ウソニワメモ(2)

わたしがやらないと子供たちが死んでしまうと思ってた,みたいなことをいつか母が言っていて,それは仕事もそうですが主に三度の食事を与えることでして,すぐにお腹が減って泣くか弱いものたちを毎日見ていれば,およそそういう考えに至りそうではあります.この人に食べ物を与えるという感覚は僕には持てないもので,やっぱお母さんにならなきゃ判んないことかなと思うのです.

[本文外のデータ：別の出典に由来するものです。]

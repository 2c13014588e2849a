use std::{fs::read_to_string, net::SocketAddr, str::FromStr};

use anyhow::Result;
use clap::Parser;
use engine::Tunables;
use serde::Deserialize;

/// Which side of the poll cycle this node plays.
///
/// A master periodically requests data from its configured targets; a
/// slave only beacons, relays, and answers requests addressed to it.
/// Either role forwards traffic for the rest of the mesh.
#[derive(Deserialize, Debug, Clone, Copy, PartialEq, Eq)]
#[serde(rename_all = "lowercase")]
pub enum Role {
    Master,
    Slave,
}

impl Default for Role {
    fn default() -> Self {
        Self::Slave
    }
}

#[derive(Deserialize, Debug, Clone)]
#[serde(rename_all = "kebab-case")]
pub struct Node {
    ///
    /// Mesh identifier of this node.
    ///
    /// An opaque token unique across the mesh. It travels inside colon-
    /// and hyphen-delimited frames and therefore may contain neither
    /// character.
    ///
    pub id: String,
    #[serde(default)]
    pub role: Role,
}

#[derive(Deserialize, Debug, Clone)]
#[serde(rename_all = "kebab-case")]
pub struct Radio {
    ///
    /// The address the UDP radio adapter binds.
    ///
    #[serde(default = "Radio::listen")]
    pub listen: SocketAddr,
    ///
    /// Where transmissions are broadcast. Every node of a bench mesh
    /// shares one broadcast address and port.
    ///
    #[serde(default = "Radio::broadcast")]
    pub broadcast: SocketAddr,
    ///
    /// The RSSI (dBm) reported for received datagrams. UDP cannot observe
    /// a real signal strength, so the adapter reports this constant;
    /// anything above the protocol's qos-threshold admits neighbors.
    ///
    #[serde(default = "Radio::rssi")]
    pub rssi: i32,
}

impl Radio {
    fn listen() -> SocketAddr {
        "0.0.0.0:7400".parse().unwrap()
    }

    fn broadcast() -> SocketAddr {
        "255.255.255.255:7400".parse().unwrap()
    }

    fn rssi() -> i32 {
        -60
    }
}

impl Default for Radio {
    fn default() -> Self {
        Self {
            listen: Self::listen(),
            broadcast: Self::broadcast(),
            rssi: Self::rssi(),
        }
    }
}

#[derive(Deserialize, Debug, Clone)]
#[serde(rename_all = "kebab-case")]
pub struct Poll {
    ///
    /// Node identifiers a master requests data from, visited round-robin.
    ///
    #[serde(default)]
    pub targets: Vec<String>,
    ///
    /// Seconds between data requests.
    ///
    #[serde(default = "Poll::period")]
    pub period: u64,
}

impl Poll {
    fn period() -> u64 {
        60
    }
}

impl Default for Poll {
    fn default() -> Self {
        Self {
            targets: Vec::new(),
            period: Self::period(),
        }
    }
}

#[derive(Deserialize, Debug, Clone, Copy)]
#[serde(rename_all = "lowercase")]
pub enum LogLevel {
    Error,
    Warn,
    Info,
    Debug,
    Trace,
}

impl FromStr for LogLevel {
    type Err = String;

    fn from_str(value: &str) -> Result<Self, Self::Err> {
        Ok(match value {
            "trace" => Self::Trace,
            "debug" => Self::Debug,
            "info" => Self::Info,
            "warn" => Self::Warn,
            "error" => Self::Error,
            _ => return Err(format!("unknown log level: {value}")),
        })
    }
}

impl Default for LogLevel {
    fn default() -> Self {
        Self::Info
    }
}

impl LogLevel {
    pub fn as_level(&self) -> log::Level {
        match *self {
            Self::Error => log::Level::Error,
            Self::Debug => log::Level::Debug,
            Self::Trace => log::Level::Trace,
            Self::Warn => log::Level::Warn,
            Self::Info => log::Level::Info,
        }
    }
}

#[derive(Deserialize, Debug, Default, Clone)]
#[serde(rename_all = "kebab-case")]
pub struct Log {
    ///
    /// log level
    ///
    /// An enum representing the available verbosity levels of the logger.
    ///
    #[serde(default)]
    pub level: LogLevel,
}

#[derive(Deserialize, Debug, Clone)]
#[serde(rename_all = "kebab-case")]
pub struct Config {
    pub node: Node,
    ///
    /// Protocol timing and link-quality knobs; every field has the
    /// engine's default.
    ///
    #[serde(default)]
    pub protocol: Tunables,
    #[serde(default)]
    pub radio: Radio,
    #[serde(default)]
    pub poll: Poll,
    #[serde(default)]
    pub log: Log,
}

#[derive(Parser, Debug)]
#[command(
    about = env!("CARGO_PKG_DESCRIPTION"),
    version = env!("CARGO_PKG_VERSION"),
)]
struct Cli {
    ///
    /// Specify the configuration file path
    ///
    /// Example: mesh-node --config /etc/mesh-node/config.json5
    ///
    #[arg(long, short)]
    config: String,
}

impl Config {
    ///
    /// Load configure from config file and command line parameters.
    ///
    pub fn load() -> Result<Self> {
        let config: Self = serde_json5::from_str(&read_to_string(&Cli::parse().config)?)?;

        anyhow::ensure!(
            !config.node.id.is_empty()
                && !config.node.id.contains(':')
                && !config.node.id.contains('-'),
            "node.id must be non-empty and contain neither ':' nor '-'"
        );

        Ok(config)
    }
}
#[async_trait]
impl CartStore for PgTransaction {
    async fn find_active_cart(&mut self, customer_id: CustomerId) -> Result<Option<ShoppingCart>> {
        let row = sqlx::query(concat!(
            "SELECT ",
            cart_columns!(),
            " FROM shopping_carts WHERE customer_id = $1 AND is_active FOR UPDATE"
        ))
        .bind(customer_id.as_uuid())
        .fetch_optional(&mut *self.tx)
        .await?;

        row.as_ref().map(row_to_cart).transpose()
    }

    async fn get_cart(&mut self, id: CartId) -> Result<Option<ShoppingCart>> {
        let row = sqlx::query(concat!(
            "SELECT ",
            cart_columns!(),
            " FROM shopping_carts WHERE id = $1 FOR UPDATE"
        ))
        .bind(id.as_uuid())
        .fetch_optional(&mut *self.tx)
        .await?;

        row.as_ref().map(row_to_cart).transpose()
    }

    async fn insert_cart(&mut self, cart: &ShoppingCart) -> Result<()> {
        sqlx::query(
            r#"
            INSERT INTO shopping_carts (id, customer_id, created_at, updated_at, expires_at, is_active)
            VALUES ($1, $2, $3, $4, $5, $6)
            "#,
        )
        .bind(cart.id.as_uuid())
        .bind(cart.customer_id.as_uuid())
        .bind(cart.created_at)
        .bind(cart.updated_at)
        .bind(cart.expires_at)
        .bind(cart.is_active)
        .execute(&mut *self.tx)
        .await
        .map_err(|e| map_unique(e, || format!("active cart for customer {}", cart.customer_id)))?;
        Ok(())
    }

    async fn save_cart(&mut self, cart: &ShoppingCart) -> Result<()> {
        let result = sqlx::query(
            "UPDATE shopping_carts SET updated_at = $2, expires_at = $3, is_active = $4 WHERE id = $1",
        )
        .bind(cart.id.as_uuid())
        .bind(cart.updated_at)
        .bind(cart.expires_at)
        .bind(cart.is_active)
        .execute(&mut *self.tx)
        .await?;

        if result.rows_affected() == 0 {
            return Err(StoreError::not_found("ShoppingCart", cart.id));
        }
        Ok(())
    }

    async fn find_cart_item(
        &mut self,
        cart_id: CartId,
        product_id: ProductId,
        size: Option<&str>,
        color: Option<&str>,
    ) -> Result<Option<CartItem>> {
        let row = sqlx::query(concat!(
            "SELECT ",
            cart_item_columns!(),
            " FROM cart_items WHERE cart_id = $1 AND product_id = $2 ",
            "AND size IS NOT DISTINCT FROM $3 AND color IS NOT DISTINCT FROM $4"
        ))
        .bind(cart_id.as_uuid())
        .bind(product_id.as_uuid())
        .bind(size)
        .bind(color)
        .fetch_optional(&mut *self.tx)
        .await?;

        row.as_ref().map(row_to_cart_item).transpose()
    }

    async fn get_cart_item(&mut self, id: CartItemId) -> Result<Option<CartItem>> {
        let row = sqlx::query(concat!(
            "SELECT ",
            cart_item_columns!(),
            " FROM cart_items WHERE id = $1"
        ))
        .bind(id.as_uuid())
        .fetch_optional(&mut *self.tx)
        .await?;

        row.as_ref().map(row_to_cart_item).transpose()
    }

    async fn insert_cart_item(&mut self, item: &CartItem) -> Result<()> {
        sqlx::query(
            r#"
            INSERT INTO cart_items (id, cart_id, product_id, quantity, size, color, added_at)
            VALUES ($1, $2, $3, $4, $5, $6, $7)
            "#,
        )
        .bind(item.id.as_uuid())
        .bind(item.cart_id.as_uuid())
        .bind(item.product_id.as_uuid())
        .bind(to_db_quantity(item.quantity)?)
        .bind(item.size.as_deref())
        .bind(item.color.as_deref())
        .bind(item.added_at)
        .execute(&mut *self.tx)
        .await
        .map_err(|e| {
            map_unique(e, || {
                format!(
                    "cart item for product {} in cart {}",
                    item.product_id, item.cart_id
                )
            })
        })?;
        Ok(())
    }

    async fn set_cart_item_quantity(&mut self, id: CartItemId, quantity: u32) -> Result<()> {
        let result = sqlx::query("UPDATE cart_items SET quantity = $2 WHERE id = $1")
            .bind(id.as_uuid())
            .bind(to_db_quantity(quantity)?)
            .execute(&mut *self.tx)
            .await?;

        if result.rows_affected() == 0 {
            return Err(StoreError::not_found("CartItem", id));
        }
        Ok(())
    }

    async fn delete_cart_item(&mut self, id: CartItemId) -> Result<()> {
        let result = sqlx::query("DELETE FROM cart_items WHERE id = $1")
            .bind(id.as_uuid())
            .execute(&mut *self.tx)
            .await?;

        if result.rows_affected() == 0 {
            return Err(StoreError::not_found("CartItem", id));
        }
        Ok(())
    }

    async fn clear_cart(&mut self, cart_id: CartId) -> Result<u64> {
        let result = sqlx::query("DELETE FROM cart_items WHERE cart_id = $1")
            .bind(cart_id.as_uuid())
            .execute(&mut *self.tx)
            .await?;
        Ok(result.rows_affected())
    }

    async fn list_cart_lines(&mut self, cart_id: CartId) -> Result<Vec<CartLine>> {
        let rows = sqlx::query(
            r#"
            SELECT ci.id, ci.cart_id, ci.product_id, ci.quantity, ci.size, ci.color, ci.added_at,
                   p.name AS product_name, p.tailor_id, p.price_cents, p.discounted_price_cents,
                   p.is_available, p.is_deleted, p.stock_quantity
            FROM cart_items ci
            JOIN products p ON p.id = ci.product_id
            WHERE ci.cart_id = $1
            ORDER BY ci.seq ASC
            "#,
        )
        .bind(cart_id.as_uuid())
        .fetch_all(&mut *self.tx)
        .await?;

        rows.iter()
            .map(|row| -> Result<CartLine> {
                let price = Money::from_cents(row.try_get("price_cents")?);
                let discounted = row
                    .try_get::<Option<i64>, _>("discounted_price_cents")?
                    .map(Money::from_cents);
                Ok(CartLine {
                    item: row_to_cart_item(row)?,
                    product_name: row.try_get("product_name")?,
                    tailor_id: row
                        .try_get::<Option<Uuid>, _>("tailor_id")?
                        .map(TailorId::from_uuid),
                    unit_price: effective_price(price, discounted),
                    is_available: row.try_get("is_available")?,
                    is_deleted: row.try_get("is_deleted")?,
                    stock_quantity: row.try_get("stock_quantity")?,
                })
            })
            .collect()
    }
}

#[async_trait]
impl OrderStore for PgTransaction {
    async fn insert_order(&mut self, order: &Order) -> Result<()> {
        sqlx::query(
            r#"
            INSERT INTO orders (id, customer_id, tailor_id, description, total_price_cents,
                                commission_rate_bps, commission_amount_cents, status, fulfillment,
                                shipping_address, created_at, due_date)
            VALUES ($1, $2, $3, $4, $5, $6, $7, $8, $9, $10, $11, $12)
            "#,
        )
        .bind(order.id.as_uuid())
        .bind(order.customer_id.as_uuid())
        .bind(order.tailor_id.map(|t| t.as_uuid()))
        .bind(&order.description)
        .bind(order.total_price.cents())
        .bind(order.commission_rate.basis_points() as i32)
        .bind(order.commission_amount.cents())
        .bind(order.status.as_str())
        .bind(order.fulfillment.as_str())
        .bind(order.shipping_address.as_deref())
        .bind(order.created_at)
        .bind(order.due_date)
        .execute(&mut *self.tx)
        .await
        .map_err(|e| map_unique(e, || format!("order {}", order.id)))?;

        for (position, item) in order.items.iter().enumerate() {
            sqlx::query(
                r#"
                INSERT INTO order_items (id, order_id, product_id, description, quantity,
                                         unit_price_cents, total_cents, position)
                VALUES ($1, $2, $3, $4, $5, $6, $7, $8)
                "#,
            )
            .bind(item.id.as_uuid())
            .bind(order.id.as_uuid())
            .bind(item.product_id.map(|p| p.as_uuid()))
            .bind(&item.description)
            .bind(to_db_quantity(item.quantity)?)
            .bind(item.unit_price.cents())
            .bind(item.total.cents())
            .bind(position as i32)
            .execute(&mut *self.tx)
            .await?;
        }

        tracing::debug!(order_id = %order.id, items = order.items.len(), "Inserted order");
        Ok(())
    }

    async fn get_order(&mut self, id: OrderId) -> Result<Option<Order>> {
        let row = sqlx::query(concat!(
            "SELECT ",
            order_columns!(),
            " FROM orders WHERE id = $1"
        ))
        .bind(id.as_uuid())
        .fetch_optional(&mut *self.tx)
        .await?;

        let Some(row) = row else {
            return Ok(None);
        };
        let mut order = row_to_order_header(&row)?;
        self.load_items(&mut order).await?;
        Ok(Some(order))
    }

    async fn list_orders_for_customer(&mut self, customer_id: CustomerId) -> Result<Vec<Order>> {
        let rows = sqlx::query(concat!(
            "SELECT ",
            order_columns!(),
            " FROM orders WHERE customer_id = $1 ORDER BY created_at ASC"
        ))
        .bind(customer_id.as_uuid())
        .fetch_all(&mut *self.tx)
        .await?;

        let mut orders = rows
            .iter()
            .map(row_to_order_header)
            .collect::<Result<Vec<_>>>()?;
        for order in &mut orders {
            self.load_items(order).await?;
        }
        Ok(orders)
    }

    async fn update_order_status(
        &mut self,
        id: OrderId,
        expected: OrderStatus,
        next: OrderStatus,
    ) -> Result<()> {
        let result = sqlx::query("UPDATE orders SET status = $3 WHERE id = $1 AND status = $2")
            .bind(id.as_uuid())
            .bind(expected.as_str())
            .bind(next.as_str())
            .execute(&mut *self.tx)
            .await?;

        if result.rows_affected() == 1 {
            return Ok(());
        }
        let exists: Option<i32> = sqlx::query_scalar("SELECT 1 FROM orders WHERE id = $1")
            .bind(id.as_uuid())
            .fetch_optional(&mut *self.tx)
            .await?;
        match exists {
            Some(_) => Err(StoreError::stale("Order", id, expected)),
            None => Err(StoreError::not_found("Order", id)),
        }
    }
}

滝瀬唯が何かにつけ人にパンを持たせるのは,なんだかお母さんみたいです.女の子は常にキャンディとか持ち歩いてるもんですが,それとは違うよね.母は僕がひとりで食べられるようになってもむかしの習慣が抜けないのかいろいろ食べ物を持たせます.東京の大家のおばちゃんも京都の大家のおばちゃんも,玄関先で話してるといつも奥へなにやら取りに行って,食べ物の入った紙袋を持たせてくれるのです.滝瀬さんを見てるとどうもそういうことが思い出されます.ああ,わざわざ家まで取りに入るし!(p.154)ここで滝瀬さんが中山りあに持たせたのは牧生の好きなパンと裕貴の好きなパンであって,食べ物を与える,つまり自分が生かすとか死なすとかいうセンスにおいて,滝瀬さんの目には中山さんが男の子みたいに見えてるのかしら.面白いです.このときの中山さんは髪が男の子みたいだしね.

牧生くんが中山りあにご飯をあげたことももちろん見逃せないです.ヨモツヘグイとか同じ釜の飯とかいうのは食べたほうだけでなく与えたほうも縛られるものじゃないかな.